Зачем? — спросил Савва.
А ты, что ли? — в свою очередь спросил солдат и грохнул прикладом в пол.
Вишь ты! Офицеры, однако, так на вас не орут, как ты на нас ощерился, — спокойно заметил Лавутин. — Зачем тебе старшой?
Прибыли сюда. Едем домой. А дежурный по станции дальше не везет, говорит: «Под солдатские эшелоны паровозы давать не велено». Какой-то чертов рабочий комитет ему запретил. Забастовка. — И вдруг налился кровью, затряс винтовкой, выкрикнул страшное ругательство. — В грязи, в холоде, в окопах сидели мы! Крови, жизни лвоей не щадили! Замиренье с японцем вышло — так вы нас домой теперь не хотите пускать! Уух! Как начну всех вас к прабабушке чертовой бить прикладом по рылам… Кто старшой? Ну? Пиши бумагу дежурному. А то, ей-богу, прикончу.
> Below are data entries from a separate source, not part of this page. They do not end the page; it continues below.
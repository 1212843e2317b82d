//! Test fixtures - reusable content for deploy tests.

use std::fs;
use std::path::Path;

use gae_deploy::DeploymentConfig;
use tempfile::TempDir;

/// Standard environment app.yaml for the default service
pub const DEFAULT_APP_YAML: &str = "runtime: go\napi_version: go1\n";

/// app.yaml for a named service
pub const API_APP_YAML: &str = "service: api\nruntime: go122\n";

/// Legacy descriptor naming the service with `module`
pub const WORKER_MODULE_YAML: &str = "module: worker\nruntime: python27\n";

pub const CRON_YAML: &str = "cron:\n- description: nightly\n  url: /tasks/nightly\n  schedule: every 24 hours\n";

/// `app versions list --format json` output, newest first:
/// v3, v2 (serving 100%), v1, v0
pub const LISTING_SERVING_V2: &str = r#"[
  {"id": "v3", "traffic_split": 0.0, "service": "default"},
  {"id": "v2", "traffic_split": 1.0, "service": "default"},
  {"id": "v1", "traffic_split": 0.0, "service": "default"},
  {"id": "v0", "traffic_split": 0.0, "service": "default"}
]"#;

/// Same ids with no traffic anywhere
pub const LISTING_IDLE: &str = r#"[
  {"id": "v3", "traffic_split": 0},
  {"id": "v2", "traffic_split": 0},
  {"id": "v1", "traffic_split": 0},
  {"id": "v0", "traffic_split": 0}
]"#;

/// A temp working directory containing `files`
pub fn workdir(files: &[(&str, &str)]) -> TempDir {
    let dir = tempfile::tempdir().unwrap();
    for (name, content) in files {
        write(dir.path(), name, content);
    }
    dir
}

pub fn write(dir: &Path, name: &str, content: &str) {
    fs::write(dir.join(name), content).unwrap();
}

pub fn read(dir: &Path, name: &str) -> String {
    fs::read_to_string(dir.join(name)).unwrap()
}

/// Deploy config for `acme-prod` rooted at `dir`
pub fn config(action: &str, dir: &Path) -> DeploymentConfig {
    DeploymentConfig::new(action, "acme-prod", dir)
}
Лавутин, молча смотрел на изможденное лицо солдата, перекошенное приливом злости, на его обтрепанную и измазанную глиной шинель, на сапоги с отставшей подошвой, откуда выглядывали промокшие портянки.
Вошь заедает? — мрачно спросил он солдата.
Заедает, — не понимая смысла вопроса, ответил тот, — табунами ходят. Будто в муравейнике спишь. Как из Маньчжурии выехали, ни разу не мылись.
Так. Вот оно что, — глядя прямо в лицо солдату, говорил Лавутин, — значит, оборвались, грязные, вошь заедает, раны болят — ив этом во всем мы виноваты. Царь, капиталисты, генералы, которые на гибель, на убой гнали вас, ни при чем, а рабочие оказались своим братьям враги. Здорово! Ты один, бобылем живешь? Или у тебя родные где есть?
Ну есть… в деревне, в Саратовской губернии. Родители… Тебе-то что? — Он внутренне сопротивлялся и все-таки отвечал. — Братовья с ними… А сестра за мастерового выдана, в Нижнем живет.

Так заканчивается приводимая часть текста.